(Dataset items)
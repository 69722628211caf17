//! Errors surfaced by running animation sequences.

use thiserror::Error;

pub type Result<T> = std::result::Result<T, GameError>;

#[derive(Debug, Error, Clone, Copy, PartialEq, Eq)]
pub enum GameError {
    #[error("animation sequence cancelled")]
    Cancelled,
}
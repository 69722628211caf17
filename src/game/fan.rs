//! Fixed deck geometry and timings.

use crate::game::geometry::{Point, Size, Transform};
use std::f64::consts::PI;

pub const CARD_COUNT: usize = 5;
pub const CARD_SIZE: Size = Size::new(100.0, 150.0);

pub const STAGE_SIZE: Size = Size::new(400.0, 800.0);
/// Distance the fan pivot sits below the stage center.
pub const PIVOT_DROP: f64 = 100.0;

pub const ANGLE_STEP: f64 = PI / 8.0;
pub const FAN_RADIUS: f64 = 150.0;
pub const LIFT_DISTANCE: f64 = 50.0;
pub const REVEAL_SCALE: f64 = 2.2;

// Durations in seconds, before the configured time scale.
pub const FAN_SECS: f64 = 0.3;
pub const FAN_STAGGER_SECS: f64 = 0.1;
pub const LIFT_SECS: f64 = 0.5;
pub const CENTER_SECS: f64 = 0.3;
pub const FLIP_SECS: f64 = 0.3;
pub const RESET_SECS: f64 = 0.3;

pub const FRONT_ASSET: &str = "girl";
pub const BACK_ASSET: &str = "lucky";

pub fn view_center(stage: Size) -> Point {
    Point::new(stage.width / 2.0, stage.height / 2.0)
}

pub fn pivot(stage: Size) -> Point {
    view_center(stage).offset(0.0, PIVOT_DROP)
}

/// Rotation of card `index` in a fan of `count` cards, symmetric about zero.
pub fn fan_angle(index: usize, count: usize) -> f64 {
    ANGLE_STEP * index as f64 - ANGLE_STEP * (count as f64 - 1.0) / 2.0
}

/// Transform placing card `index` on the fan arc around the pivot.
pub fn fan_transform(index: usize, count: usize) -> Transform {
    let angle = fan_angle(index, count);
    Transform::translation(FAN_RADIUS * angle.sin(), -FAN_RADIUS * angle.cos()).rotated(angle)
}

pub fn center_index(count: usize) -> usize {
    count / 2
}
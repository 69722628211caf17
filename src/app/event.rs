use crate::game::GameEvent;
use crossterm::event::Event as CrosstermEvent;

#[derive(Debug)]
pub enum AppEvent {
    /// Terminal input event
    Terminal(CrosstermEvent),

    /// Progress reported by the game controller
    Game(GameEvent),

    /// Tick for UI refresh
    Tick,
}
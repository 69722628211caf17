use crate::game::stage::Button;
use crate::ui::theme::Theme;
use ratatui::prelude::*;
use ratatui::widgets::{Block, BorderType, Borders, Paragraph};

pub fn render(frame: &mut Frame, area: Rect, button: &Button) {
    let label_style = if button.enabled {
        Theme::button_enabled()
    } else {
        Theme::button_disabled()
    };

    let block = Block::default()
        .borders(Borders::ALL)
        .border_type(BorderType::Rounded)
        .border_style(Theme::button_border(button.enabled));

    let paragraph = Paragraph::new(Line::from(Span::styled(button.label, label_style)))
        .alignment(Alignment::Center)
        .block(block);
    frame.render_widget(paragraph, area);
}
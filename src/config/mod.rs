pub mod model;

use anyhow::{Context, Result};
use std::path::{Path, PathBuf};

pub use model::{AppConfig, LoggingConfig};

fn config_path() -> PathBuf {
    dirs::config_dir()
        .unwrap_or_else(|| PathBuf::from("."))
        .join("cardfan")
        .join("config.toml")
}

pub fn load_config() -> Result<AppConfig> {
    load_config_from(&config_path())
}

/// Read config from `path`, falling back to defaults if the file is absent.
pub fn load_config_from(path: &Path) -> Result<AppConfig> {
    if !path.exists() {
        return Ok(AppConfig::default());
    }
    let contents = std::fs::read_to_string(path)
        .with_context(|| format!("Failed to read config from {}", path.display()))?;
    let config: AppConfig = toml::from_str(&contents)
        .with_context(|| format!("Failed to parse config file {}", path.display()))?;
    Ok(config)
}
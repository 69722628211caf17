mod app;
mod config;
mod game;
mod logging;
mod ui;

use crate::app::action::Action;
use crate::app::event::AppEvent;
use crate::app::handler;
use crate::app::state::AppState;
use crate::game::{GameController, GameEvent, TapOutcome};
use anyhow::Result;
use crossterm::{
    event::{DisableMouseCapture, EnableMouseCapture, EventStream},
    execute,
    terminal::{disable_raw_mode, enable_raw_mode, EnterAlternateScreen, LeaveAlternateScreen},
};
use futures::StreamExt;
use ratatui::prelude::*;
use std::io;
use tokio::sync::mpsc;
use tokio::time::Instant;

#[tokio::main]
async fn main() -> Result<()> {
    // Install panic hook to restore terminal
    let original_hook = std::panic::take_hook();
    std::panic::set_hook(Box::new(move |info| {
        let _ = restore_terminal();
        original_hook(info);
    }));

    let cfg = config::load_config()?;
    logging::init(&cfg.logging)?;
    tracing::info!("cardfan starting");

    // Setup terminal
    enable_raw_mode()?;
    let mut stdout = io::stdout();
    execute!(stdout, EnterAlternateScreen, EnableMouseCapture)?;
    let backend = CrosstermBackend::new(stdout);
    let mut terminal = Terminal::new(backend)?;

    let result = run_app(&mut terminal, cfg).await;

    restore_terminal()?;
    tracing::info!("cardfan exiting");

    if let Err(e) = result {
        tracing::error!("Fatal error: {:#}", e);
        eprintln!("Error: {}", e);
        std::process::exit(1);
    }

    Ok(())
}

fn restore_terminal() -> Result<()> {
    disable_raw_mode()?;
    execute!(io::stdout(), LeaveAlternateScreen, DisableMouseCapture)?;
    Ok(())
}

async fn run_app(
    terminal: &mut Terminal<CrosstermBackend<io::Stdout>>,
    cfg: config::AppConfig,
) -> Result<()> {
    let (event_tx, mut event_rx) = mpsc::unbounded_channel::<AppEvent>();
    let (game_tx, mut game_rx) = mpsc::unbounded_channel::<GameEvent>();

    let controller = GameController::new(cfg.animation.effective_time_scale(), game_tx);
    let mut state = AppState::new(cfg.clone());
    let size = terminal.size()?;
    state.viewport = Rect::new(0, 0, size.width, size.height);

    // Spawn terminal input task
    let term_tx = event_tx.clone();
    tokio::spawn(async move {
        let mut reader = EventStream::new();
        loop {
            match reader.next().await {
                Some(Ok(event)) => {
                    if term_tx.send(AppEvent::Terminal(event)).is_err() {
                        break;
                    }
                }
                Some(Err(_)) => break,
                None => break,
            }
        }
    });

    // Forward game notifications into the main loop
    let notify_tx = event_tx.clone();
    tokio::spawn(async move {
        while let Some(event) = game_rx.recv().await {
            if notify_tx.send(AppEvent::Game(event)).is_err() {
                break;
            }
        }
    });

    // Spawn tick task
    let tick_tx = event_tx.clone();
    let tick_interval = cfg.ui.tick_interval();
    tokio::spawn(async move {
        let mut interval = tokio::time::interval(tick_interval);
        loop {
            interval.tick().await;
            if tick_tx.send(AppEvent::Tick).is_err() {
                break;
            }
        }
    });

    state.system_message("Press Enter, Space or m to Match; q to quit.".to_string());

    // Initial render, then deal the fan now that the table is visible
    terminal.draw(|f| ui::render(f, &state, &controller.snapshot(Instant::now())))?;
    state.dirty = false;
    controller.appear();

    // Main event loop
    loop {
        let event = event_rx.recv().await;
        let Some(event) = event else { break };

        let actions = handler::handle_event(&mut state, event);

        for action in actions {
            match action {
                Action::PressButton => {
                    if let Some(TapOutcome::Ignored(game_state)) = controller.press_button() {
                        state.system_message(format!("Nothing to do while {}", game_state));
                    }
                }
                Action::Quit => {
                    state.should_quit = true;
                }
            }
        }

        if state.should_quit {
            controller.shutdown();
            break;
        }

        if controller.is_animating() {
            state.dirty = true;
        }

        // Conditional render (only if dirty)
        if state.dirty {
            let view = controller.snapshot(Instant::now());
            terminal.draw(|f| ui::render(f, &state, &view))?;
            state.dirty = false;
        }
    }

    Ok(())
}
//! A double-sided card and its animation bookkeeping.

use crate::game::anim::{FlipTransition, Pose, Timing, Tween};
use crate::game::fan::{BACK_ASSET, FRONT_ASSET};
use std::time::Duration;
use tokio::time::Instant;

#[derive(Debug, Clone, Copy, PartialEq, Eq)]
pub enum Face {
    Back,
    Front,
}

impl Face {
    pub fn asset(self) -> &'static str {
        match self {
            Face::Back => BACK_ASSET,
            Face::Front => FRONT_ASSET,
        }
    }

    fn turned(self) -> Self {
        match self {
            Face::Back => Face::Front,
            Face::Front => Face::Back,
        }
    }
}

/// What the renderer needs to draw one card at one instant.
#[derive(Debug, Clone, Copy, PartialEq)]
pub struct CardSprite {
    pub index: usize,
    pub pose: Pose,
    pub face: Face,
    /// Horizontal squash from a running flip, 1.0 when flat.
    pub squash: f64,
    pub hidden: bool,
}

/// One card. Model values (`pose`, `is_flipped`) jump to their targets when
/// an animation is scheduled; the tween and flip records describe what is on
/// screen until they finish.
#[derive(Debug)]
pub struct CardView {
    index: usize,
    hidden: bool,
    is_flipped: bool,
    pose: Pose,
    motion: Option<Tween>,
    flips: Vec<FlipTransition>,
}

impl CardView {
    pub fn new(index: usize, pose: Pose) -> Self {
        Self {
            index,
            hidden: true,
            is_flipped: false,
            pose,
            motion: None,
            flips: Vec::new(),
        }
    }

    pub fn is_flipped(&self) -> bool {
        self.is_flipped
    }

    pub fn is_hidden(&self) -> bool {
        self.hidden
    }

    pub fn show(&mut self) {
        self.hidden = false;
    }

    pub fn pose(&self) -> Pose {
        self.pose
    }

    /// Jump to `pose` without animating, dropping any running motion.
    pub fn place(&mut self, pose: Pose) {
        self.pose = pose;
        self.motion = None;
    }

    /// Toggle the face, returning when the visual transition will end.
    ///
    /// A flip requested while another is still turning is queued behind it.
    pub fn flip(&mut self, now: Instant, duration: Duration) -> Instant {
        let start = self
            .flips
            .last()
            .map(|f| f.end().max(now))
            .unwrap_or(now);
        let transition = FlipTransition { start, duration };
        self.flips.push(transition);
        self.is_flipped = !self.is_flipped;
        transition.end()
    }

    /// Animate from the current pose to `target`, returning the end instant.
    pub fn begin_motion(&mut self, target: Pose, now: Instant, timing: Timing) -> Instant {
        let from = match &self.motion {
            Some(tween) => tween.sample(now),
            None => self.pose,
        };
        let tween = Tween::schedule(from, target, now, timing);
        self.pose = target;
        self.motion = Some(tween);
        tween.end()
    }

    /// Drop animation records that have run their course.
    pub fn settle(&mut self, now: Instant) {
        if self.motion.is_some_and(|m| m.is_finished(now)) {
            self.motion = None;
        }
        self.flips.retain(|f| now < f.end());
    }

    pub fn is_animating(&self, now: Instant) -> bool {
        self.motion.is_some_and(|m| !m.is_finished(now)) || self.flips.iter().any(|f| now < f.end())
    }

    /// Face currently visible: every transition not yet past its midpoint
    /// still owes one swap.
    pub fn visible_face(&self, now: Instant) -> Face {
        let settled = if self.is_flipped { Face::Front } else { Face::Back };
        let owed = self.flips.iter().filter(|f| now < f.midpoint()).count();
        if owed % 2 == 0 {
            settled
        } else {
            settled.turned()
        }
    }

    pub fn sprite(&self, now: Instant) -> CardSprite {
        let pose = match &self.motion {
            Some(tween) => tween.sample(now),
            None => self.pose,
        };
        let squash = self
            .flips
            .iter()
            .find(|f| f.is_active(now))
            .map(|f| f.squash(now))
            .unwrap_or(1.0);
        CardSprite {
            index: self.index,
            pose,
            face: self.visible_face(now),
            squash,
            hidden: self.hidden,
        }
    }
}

## Activity:
Beginning with the line above that contains "let contents = std::fs::read_to_string(path)", copy each line exactly up to and including the line that contains "let mut terminal", and go no further.

## Output of the exercise:
    let contents = std::fs::read_to_string(path)
        .with_context(|| format!("Failed to read config from {}", path.display()))?;
    let config: AppConfig = toml::from_str(&contents)
        .with_context(|| format!("Failed to parse config file {}", path.display()))?;
    Ok(config)
}
repository 69722628211caf17
mod app;
mod config;
mod game;
mod logging;
mod ui;

use crate::app::action::Action;
use crate::app::event::AppEvent;
use crate::app::handler;
use crate::app::state::AppState;
use crate::game::{GameController, GameEvent, TapOutcome};
use anyhow::Result;
use crossterm::{
    event::{DisableMouseCapture, EnableMouseCapture, EventStream},
    execute,
    terminal::{disable_raw_mode, enable_raw_mode, EnterAlternateScreen, LeaveAlternateScreen},
};
use futures::StreamExt;
use ratatui::prelude::*;
use std::io;
use tokio::sync::mpsc;
use tokio::time::Instant;

#[tokio::main]
async fn main() -> Result<()> {
    // Install panic hook to restore terminal
    let original_hook = std::panic::take_hook();
    std::panic::set_hook(Box::new(move |info| {
        let _ = restore_terminal();
        original_hook(info);
    }));

    let cfg = config::load_config()?;
    logging::init(&cfg.logging)?;
    tracing::info!("cardfan starting");

    // Setup terminal
    enable_raw_mode()?;
    let mut stdout = io::stdout();
    execute!(stdout, EnterAlternateScreen, EnableMouseCapture)?;
    let backend = CrosstermBackend::new(stdout);
    let mut terminal = Terminal::new(backend)?;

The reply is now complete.